“Why, look ’ere, this chap’s been making up to six gals at the same time—or perhaps they’ve bin a-makin’ up to him—anyhow, whichever way ye put it, every gal in the place is running after him. Well, he can’t possibly marry them all, don’t ye see? The thing ’ud be to induce one of these here disapp’inted gals to threaten to take an action against him for Breach of Promise of Marriage. Nothing in the world frightens a man so much as the notion of an action for ‘Breach’.”

The other Sam slapped his thigh and roared with laughter. “Well done,” he cried. “Rabbit me, it do take a lawyer to think of they things.”

The rest, however, looked dubious. Each one thought of his own sweetheart, and mentally resolved that she should never be permitted to sacrifice herself for the public weal.

“’Ees,” said Tom hesitatingly, voicing the general sentiment after a pause. “It do sound right enough, but the question is—which maid is it to be?”

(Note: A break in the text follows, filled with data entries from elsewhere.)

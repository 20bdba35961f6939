//! Core types and shared functionality for the Units-Hub offline worker.
//!
//! This crate provides:
//! - Partitioned cache store with SQLite backend
//! - Request identity and strategy classification
//! - Unified error types
//! - Configuration structures

pub mod cache;
pub mod config;
pub mod error;
pub mod request;
pub mod strategy;

pub use cache::{CacheDb, CachedEntry};
pub use config::AppConfig;
pub use error::Error;
pub use request::ResourceRequest;
pub use strategy::{PartitionKind, Strategy};
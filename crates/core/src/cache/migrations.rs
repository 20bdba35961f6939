//! Database schema migrations.
//!
//! Uses a simple version table approach to track applied migrations.
//! Each migration is a SQL batch that transforms the schema.

use std::num::ParseIntError;

use super::Error;
use tokio_rusqlite::{Connection, params};

/// Migration list: (version, SQL).
///
/// Migrations must be applied in order. The version number is an
/// incrementing integer used to track which migrations have been applied.
/// All migrations are idempotent using CREATE IF NOT EXISTS.
const MIGRATIONS: &[(&str, &str)] = &[("1", include_str!("../../migrations/001_partitions.sql"))];

/// Run any pending migrations.
///
/// This creates the _migrations table if it doesn't exist, checks the
/// current version, and applies any migrations that haven't been run yet.
///
/// # Errors
///
/// Returns an error if a migration SQL fails to execute.
pub async fn run(conn: &Connection) -> Result<(), Error> {
    conn.call(|conn| -> Result<(), Error> {
        conn.execute(
            "CREATE TABLE IF NOT EXISTS _migrations (
                version INTEGER PRIMARY KEY,
                applied_at TEXT NOT NULL
            )",
            [],
        )
        .map_err(Error::from)?;

        let current: i64 = conn
            .query_row("SELECT COALESCE(MAX(version), 0) FROM _migrations", [], |row| {
                row.get(0)
            })
            .map_err(Error::from)?;

        for (version, sql) in MIGRATIONS {
            let version_num: i64 = version
                .parse()
                .map_err(|e: ParseIntError| Error::MigrationFailed(e.to_string()))?;
            if version_num > current {
                conn.execute_batch(sql)?;
                conn.execute(
                    "INSERT INTO _migrations (version, applied_at) VALUES (?1, ?2)",
                    params![version_num, chrono::Utc::now().to_rfc3339()],
                )
                .map_err(Error::from)?;
            }
        }

        Ok(())
    })
    .await
    .map_err(Error::from)
}
//! Network client for the Units-Hub offline worker.
//!
//! This crate provides the HTTP fetch pipeline and the `NetworkFetch`
//! trait seam the strategy layer depends on.

pub mod fetch;

pub use fetch::{FetchClient, FetchConfig, FetchResponse, NetworkFetch};
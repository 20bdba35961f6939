//! Shared test doubles for the worker crate.

use std::collections::HashMap;
use std::sync::Mutex;
use std::sync::atomic::{AtomicUsize, Ordering};

use async_trait::async_trait;
use bytes::Bytes;
use reqwest::{StatusCode, Url, header::HeaderMap};

use units_hub_core::{Error, ResourceRequest};
use units_hub_client::{FetchResponse, NetworkFetch};

use crate::runtime::{HostRuntime, Notification};

/// Scripted network: serves canned responses by URL, counting every
/// fetch. URLs with no script fail as network errors, so `MockFetch::new()`
/// with nothing served behaves like a dead network for unknown hosts and
/// `MockFetch::offline()` is just the explicit spelling of that.
pub struct MockFetch {
    responses: Mutex<HashMap<String, (u16, Vec<u8>)>>,
    calls: AtomicUsize,
}

impl MockFetch {
    pub fn new() -> Self {
        Self { responses: Mutex::new(HashMap::new()), calls: AtomicUsize::new(0) }
    }

    /// A network where every fetch fails.
    pub fn offline() -> Self {
        Self::new()
    }

    /// Script a response for a URL, replacing any earlier script.
    pub fn serve(&self, url: &str, status: u16, body: &[u8]) {
        self.responses
            .lock()
            .unwrap()
            .insert(url.to_string(), (status, body.to_vec()));
    }

    /// Number of fetches attempted so far, failures included.
    pub fn calls(&self) -> usize {
        self.calls.load(Ordering::SeqCst)
    }
}

#[async_trait]
impl NetworkFetch for MockFetch {
    async fn fetch(&self, request: &ResourceRequest) -> Result<FetchResponse, Error> {
        self.calls.fetch_add(1, Ordering::SeqCst);

        let scripted = self.responses.lock().unwrap().get(request.url.as_str()).cloned();
        let Some((status, body)) = scripted else {
            return Err(Error::FetchFailed(format!("network error: {} unreachable", request.url)));
        };

        let url = Url::parse(request.url.as_str()).map_err(|e| Error::InvalidUrl(e.to_string()))?;
        Ok(FetchResponse {
            final_url: url.clone(),
            url,
            status: StatusCode::from_u16(status).map_err(|e| Error::InvalidInput(e.to_string()))?,
            content_type: None,
            bytes: Bytes::from(body),
            headers: HeaderMap::new(),
            fetch_ms: 0,
        })
    }
}

/// Host runtime that records every interaction for assertions.
#[derive(Default)]
pub struct RecordingRuntime {
    contexts: Vec<String>,
    claims: AtomicUsize,
    focused: Mutex<Vec<String>>,
    opened: Mutex<Vec<String>>,
    notifications: Mutex<Vec<Notification>>,
}

impl RecordingRuntime {
    /// A runtime with the given contexts already open.
    pub fn with_contexts(ids: &[&str]) -> Self {
        Self { contexts: ids.iter().map(|s| s.to_string()).collect(), ..Default::default() }
    }

    pub fn claims(&self) -> usize {
        self.claims.load(Ordering::SeqCst)
    }

    pub fn focused(&self) -> Vec<String> {
        self.focused.lock().unwrap().clone()
    }

    pub fn opened(&self) -> Vec<String> {
        self.opened.lock().unwrap().clone()
    }

    pub fn notifications(&self) -> Vec<Notification> {
        self.notifications.lock().unwrap().clone()
    }
}

#[async_trait]
impl HostRuntime for RecordingRuntime {
    async fn open_contexts(&self) -> Result<Vec<String>, Error> {
        Ok(self.contexts.clone())
    }

    async fn claim_contexts(&self) -> Result<(), Error> {
        self.claims.fetch_add(1, Ordering::SeqCst);
        Ok(())
    }

    async fn focus_context(&self, id: &str) -> Result<(), Error> {
        self.focused.lock().unwrap().push(id.to_string());
        Ok(())
    }

    async fn open_window(&self, path: &str) -> Result<(), Error> {
        self.opened.lock().unwrap().push(path.to_string());
        Ok(())
    }

    async fn show_notification(&self, notification: &Notification) -> Result<(), Error> {
        self.notifications.lock().unwrap().push(notification.clone());
        Ok(())
    }
}
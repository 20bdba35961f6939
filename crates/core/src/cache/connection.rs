//! Database connection management with pragma configuration.
//!
//! This module handles opening the SQLite database, applying required
//! pragmas for performance and concurrency (WAL mode), and running
//! migrations. Because tokio-rusqlite serializes all operations on one
//! background thread, individual statements are atomic: a reader never
//! observes a partially written entry.

use super::migrations;
use crate::Error;
use std::path::Path;
use tokio_rusqlite::Connection;

/// Cache database handle.
///
/// Wraps a tokio-rusqlite Connection that runs database operations
/// on a background thread. Cloning is cheap and clones share the
/// underlying connection.
#[derive(Clone, Debug)]
pub struct CacheDb {
    pub(crate) conn: Connection,
}

impl CacheDb {
    /// Open a database at the specified path.
    ///
    /// Creates the file if it doesn't exist, applies performance pragmas,
    /// and runs any pending migrations.
    pub async fn open(path: impl AsRef<Path>) -> Result<Self, Error> {
        let conn = Connection::open(path).await.map_err(|e| Error::Database(e.into()))?;
        Self::init(conn).await
    }

    /// Open an in-memory database for testing.
    pub async fn open_in_memory() -> Result<Self, Error> {
        let conn = Connection::open_in_memory().await.map_err(|e| Error::Database(e.into()))?;
        Self::init(conn).await
    }

    async fn init(conn: Connection) -> Result<Self, Error> {
        conn.call(|conn| {
            conn.execute_batch(
                "PRAGMA journal_mode=WAL;
                 PRAGMA synchronous=NORMAL;
                 PRAGMA temp_store=MEMORY;
                 PRAGMA foreign_keys=ON;",
            )?;
            Ok(())
        })
        .await
        .map_err(Error::Database)?;

        migrations::run(&conn).await?;

        Ok(Self { conn })
    }
}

“Oh, that’s easily answered,” returned Cross, waving his pipe airily. “Which is the staidest an’ ugliest?”

There was a simultaneous outcry; the maidens of Branston and the neighbourhood were apparently each and all in the flower of youth and beauty. Sharp words were exchanged, however. Tom, while defending Rosie from the imputed cast in her eye, took occasion to animadvert on Mary’s carroty locks, and the last-named damsel’s admirer nearly came to blows with Jim on the subject of Chrissy’s age, he asserting that she was a staid girl, while her lover stoutly declared that she was not yet five-and-twenty.

Just as the hubbub was at its height, an elderly man, who had been smoking in silent amusement in the corner of the room, remarked that if they were on the look-out for an ill-favoured sort o’ body, a bit on in years, they couldn’t do better than see what could be made of Anne Clarke of the “Roebuck”.

“I seed Trooper Willcocks wi’ his arm round her waist t’other day,” he added. “Him an’ a couple more young sparks come in for a glass—and Willcocks had had a drop too much already. He’d got into the way o’ love-making, d’ye see, and she was the only maid handy, so he made up to her, bein’ too far gone to see the difference. If he didn’t begin palaverin’, an’ tellin’ her cock-an’-bull stories about his adventures out there at the war, and how he longed for faymale love an’ sympathy. His arm was round her waist, I tell ’ee, before his first pint was drunk!”

Samuel Cross jumped off the table, his little eyes dancing in his head. “The very thing,” he cried rapturously. “Boys, we’ll make a grand job of this. It will work up to a lovely case. But Mum’s the word, remember—the game will be spoilt if a hint of it gets out. Cheer up, lovers all, you’ll get your sweethearts back, I promise you. If Trooper Willcocks doesn’t show a clean pair of heels before long, I’m a Dutchman.”

The Roebuck Inn was a somewhat dreary-looking little hostelry, about a mile away from the town of Branston. It was situated in a kind of fold in the downs, a hollow between two vast undulating tracts of green. A handful of thatched cottages flanked it, and the river ran so near that the premises of the Roebuck were regularly flooded once or twice a year when “the springs rose”.